[Extracted data Boundary: Start]

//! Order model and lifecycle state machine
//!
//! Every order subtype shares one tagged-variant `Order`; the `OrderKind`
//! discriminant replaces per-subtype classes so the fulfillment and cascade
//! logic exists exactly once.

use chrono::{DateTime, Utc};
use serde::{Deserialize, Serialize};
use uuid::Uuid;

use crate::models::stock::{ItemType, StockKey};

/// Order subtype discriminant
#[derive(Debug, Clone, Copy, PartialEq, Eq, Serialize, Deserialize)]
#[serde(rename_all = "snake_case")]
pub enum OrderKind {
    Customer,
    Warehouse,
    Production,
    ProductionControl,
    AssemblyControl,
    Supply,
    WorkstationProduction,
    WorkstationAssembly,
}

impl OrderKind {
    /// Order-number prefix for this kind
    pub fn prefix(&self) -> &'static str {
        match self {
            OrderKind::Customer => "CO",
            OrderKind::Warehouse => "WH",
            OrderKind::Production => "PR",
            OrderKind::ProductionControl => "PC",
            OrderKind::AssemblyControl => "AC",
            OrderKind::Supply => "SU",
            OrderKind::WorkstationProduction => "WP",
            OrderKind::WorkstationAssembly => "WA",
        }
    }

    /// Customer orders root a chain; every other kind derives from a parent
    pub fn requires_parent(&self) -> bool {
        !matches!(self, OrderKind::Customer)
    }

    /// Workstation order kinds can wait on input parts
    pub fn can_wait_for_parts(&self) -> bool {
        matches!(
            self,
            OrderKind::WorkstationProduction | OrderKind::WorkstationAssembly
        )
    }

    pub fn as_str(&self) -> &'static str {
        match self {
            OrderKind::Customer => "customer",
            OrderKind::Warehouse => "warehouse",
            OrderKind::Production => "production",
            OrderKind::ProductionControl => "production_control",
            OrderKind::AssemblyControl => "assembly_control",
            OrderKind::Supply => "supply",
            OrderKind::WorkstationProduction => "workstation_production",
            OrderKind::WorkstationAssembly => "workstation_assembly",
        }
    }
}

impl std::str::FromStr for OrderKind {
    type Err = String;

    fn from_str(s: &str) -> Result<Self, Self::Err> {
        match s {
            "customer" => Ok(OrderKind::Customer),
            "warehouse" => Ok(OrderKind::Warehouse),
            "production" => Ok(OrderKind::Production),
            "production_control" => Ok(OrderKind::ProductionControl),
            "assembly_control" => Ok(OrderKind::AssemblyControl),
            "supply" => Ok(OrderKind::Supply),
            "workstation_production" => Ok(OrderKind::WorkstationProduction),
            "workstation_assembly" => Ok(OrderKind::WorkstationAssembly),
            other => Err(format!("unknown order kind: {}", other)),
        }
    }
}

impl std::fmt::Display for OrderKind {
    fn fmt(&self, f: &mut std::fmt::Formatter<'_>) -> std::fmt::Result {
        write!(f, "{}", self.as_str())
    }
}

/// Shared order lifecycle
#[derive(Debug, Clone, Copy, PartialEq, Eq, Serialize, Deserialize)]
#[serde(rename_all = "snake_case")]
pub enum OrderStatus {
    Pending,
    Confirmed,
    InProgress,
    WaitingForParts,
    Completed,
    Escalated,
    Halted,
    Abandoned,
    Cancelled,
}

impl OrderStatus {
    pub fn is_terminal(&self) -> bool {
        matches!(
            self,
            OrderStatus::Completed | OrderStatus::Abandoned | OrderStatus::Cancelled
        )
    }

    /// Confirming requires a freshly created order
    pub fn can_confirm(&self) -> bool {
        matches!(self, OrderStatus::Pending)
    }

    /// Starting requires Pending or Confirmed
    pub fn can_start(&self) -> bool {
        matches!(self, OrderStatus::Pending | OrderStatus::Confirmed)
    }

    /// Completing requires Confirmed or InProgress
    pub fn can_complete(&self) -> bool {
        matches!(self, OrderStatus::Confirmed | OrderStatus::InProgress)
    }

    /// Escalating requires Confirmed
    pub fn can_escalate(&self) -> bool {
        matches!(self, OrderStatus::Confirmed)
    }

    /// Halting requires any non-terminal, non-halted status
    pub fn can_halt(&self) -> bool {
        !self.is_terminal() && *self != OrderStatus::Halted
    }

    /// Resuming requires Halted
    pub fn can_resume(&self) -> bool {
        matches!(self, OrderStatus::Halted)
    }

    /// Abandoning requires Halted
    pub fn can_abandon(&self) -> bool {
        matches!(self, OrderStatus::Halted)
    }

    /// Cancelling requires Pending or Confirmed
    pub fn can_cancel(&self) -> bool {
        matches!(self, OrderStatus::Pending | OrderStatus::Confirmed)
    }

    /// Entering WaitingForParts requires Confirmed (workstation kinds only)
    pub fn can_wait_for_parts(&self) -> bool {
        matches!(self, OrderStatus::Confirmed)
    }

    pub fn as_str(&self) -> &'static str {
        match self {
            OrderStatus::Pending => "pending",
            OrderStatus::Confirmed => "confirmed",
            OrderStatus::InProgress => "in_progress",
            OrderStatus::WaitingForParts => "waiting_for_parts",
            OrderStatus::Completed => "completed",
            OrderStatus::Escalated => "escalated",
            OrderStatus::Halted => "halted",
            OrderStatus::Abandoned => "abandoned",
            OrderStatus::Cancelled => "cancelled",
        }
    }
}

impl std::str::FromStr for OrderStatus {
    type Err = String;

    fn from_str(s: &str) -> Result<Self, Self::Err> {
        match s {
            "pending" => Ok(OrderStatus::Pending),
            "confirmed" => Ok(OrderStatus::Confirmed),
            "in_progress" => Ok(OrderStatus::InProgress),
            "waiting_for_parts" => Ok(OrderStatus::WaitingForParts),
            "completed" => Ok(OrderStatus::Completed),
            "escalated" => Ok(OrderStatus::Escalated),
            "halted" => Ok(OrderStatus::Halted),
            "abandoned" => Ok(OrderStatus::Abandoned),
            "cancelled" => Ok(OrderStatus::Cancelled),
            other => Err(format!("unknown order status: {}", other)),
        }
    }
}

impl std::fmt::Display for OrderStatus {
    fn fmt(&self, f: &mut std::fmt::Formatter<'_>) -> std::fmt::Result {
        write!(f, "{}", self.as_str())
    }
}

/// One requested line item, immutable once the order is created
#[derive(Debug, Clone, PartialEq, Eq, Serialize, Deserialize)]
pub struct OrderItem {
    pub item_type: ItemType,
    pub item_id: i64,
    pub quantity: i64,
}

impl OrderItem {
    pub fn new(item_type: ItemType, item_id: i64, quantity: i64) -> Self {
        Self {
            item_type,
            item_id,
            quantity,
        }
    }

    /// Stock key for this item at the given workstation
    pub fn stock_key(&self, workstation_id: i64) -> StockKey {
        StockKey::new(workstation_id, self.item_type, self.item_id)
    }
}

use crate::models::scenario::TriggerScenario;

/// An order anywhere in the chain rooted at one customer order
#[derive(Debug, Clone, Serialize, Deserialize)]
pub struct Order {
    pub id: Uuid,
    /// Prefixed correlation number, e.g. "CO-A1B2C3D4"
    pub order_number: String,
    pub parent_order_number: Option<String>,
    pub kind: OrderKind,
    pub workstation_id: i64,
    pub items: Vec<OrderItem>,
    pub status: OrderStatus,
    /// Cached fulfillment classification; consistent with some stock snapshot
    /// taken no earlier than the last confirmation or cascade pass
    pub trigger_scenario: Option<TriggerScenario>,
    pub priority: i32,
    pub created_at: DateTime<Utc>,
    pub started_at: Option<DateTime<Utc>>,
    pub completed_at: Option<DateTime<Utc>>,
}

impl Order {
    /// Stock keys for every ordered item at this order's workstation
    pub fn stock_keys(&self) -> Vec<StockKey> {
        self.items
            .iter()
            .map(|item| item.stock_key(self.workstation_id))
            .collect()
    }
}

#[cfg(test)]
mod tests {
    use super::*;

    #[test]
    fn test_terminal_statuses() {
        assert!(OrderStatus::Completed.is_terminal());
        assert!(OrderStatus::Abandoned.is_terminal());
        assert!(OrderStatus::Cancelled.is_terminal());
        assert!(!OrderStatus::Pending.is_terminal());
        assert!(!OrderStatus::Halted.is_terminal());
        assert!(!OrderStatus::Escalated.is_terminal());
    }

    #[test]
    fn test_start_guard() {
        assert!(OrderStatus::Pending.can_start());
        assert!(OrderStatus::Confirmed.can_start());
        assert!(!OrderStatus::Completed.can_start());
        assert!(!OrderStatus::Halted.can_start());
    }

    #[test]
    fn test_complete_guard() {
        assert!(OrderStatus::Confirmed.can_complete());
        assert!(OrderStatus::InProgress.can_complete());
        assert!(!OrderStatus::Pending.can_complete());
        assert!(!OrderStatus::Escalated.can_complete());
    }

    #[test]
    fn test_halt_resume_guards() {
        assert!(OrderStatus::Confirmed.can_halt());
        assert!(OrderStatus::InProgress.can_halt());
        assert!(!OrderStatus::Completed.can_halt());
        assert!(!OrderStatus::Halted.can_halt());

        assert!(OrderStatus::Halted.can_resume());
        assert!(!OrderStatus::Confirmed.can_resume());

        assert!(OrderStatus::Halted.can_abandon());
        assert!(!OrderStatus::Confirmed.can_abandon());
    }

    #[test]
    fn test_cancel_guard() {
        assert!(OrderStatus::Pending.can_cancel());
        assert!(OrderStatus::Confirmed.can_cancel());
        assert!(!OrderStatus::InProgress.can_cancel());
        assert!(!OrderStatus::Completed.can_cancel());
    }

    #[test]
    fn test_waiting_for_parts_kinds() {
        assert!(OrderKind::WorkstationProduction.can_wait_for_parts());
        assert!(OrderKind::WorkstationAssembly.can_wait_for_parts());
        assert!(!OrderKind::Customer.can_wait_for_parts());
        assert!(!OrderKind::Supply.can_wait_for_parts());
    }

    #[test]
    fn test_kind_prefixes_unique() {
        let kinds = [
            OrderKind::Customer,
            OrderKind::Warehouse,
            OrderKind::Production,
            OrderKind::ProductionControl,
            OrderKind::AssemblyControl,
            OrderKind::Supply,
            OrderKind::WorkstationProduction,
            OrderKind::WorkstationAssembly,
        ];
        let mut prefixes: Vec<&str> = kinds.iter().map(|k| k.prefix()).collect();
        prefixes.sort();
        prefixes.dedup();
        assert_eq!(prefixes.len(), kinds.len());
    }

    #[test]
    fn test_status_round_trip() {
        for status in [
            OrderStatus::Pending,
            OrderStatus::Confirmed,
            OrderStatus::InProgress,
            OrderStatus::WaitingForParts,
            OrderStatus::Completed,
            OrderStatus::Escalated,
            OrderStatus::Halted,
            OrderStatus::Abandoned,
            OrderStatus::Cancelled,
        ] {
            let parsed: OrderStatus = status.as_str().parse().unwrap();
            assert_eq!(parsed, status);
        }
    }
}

[Extracted data Boundary: End]

Task requirements:
Count the lines of the data that hold the string "Deserialize", and give that number as the entire reply.

Solution to this problem:
5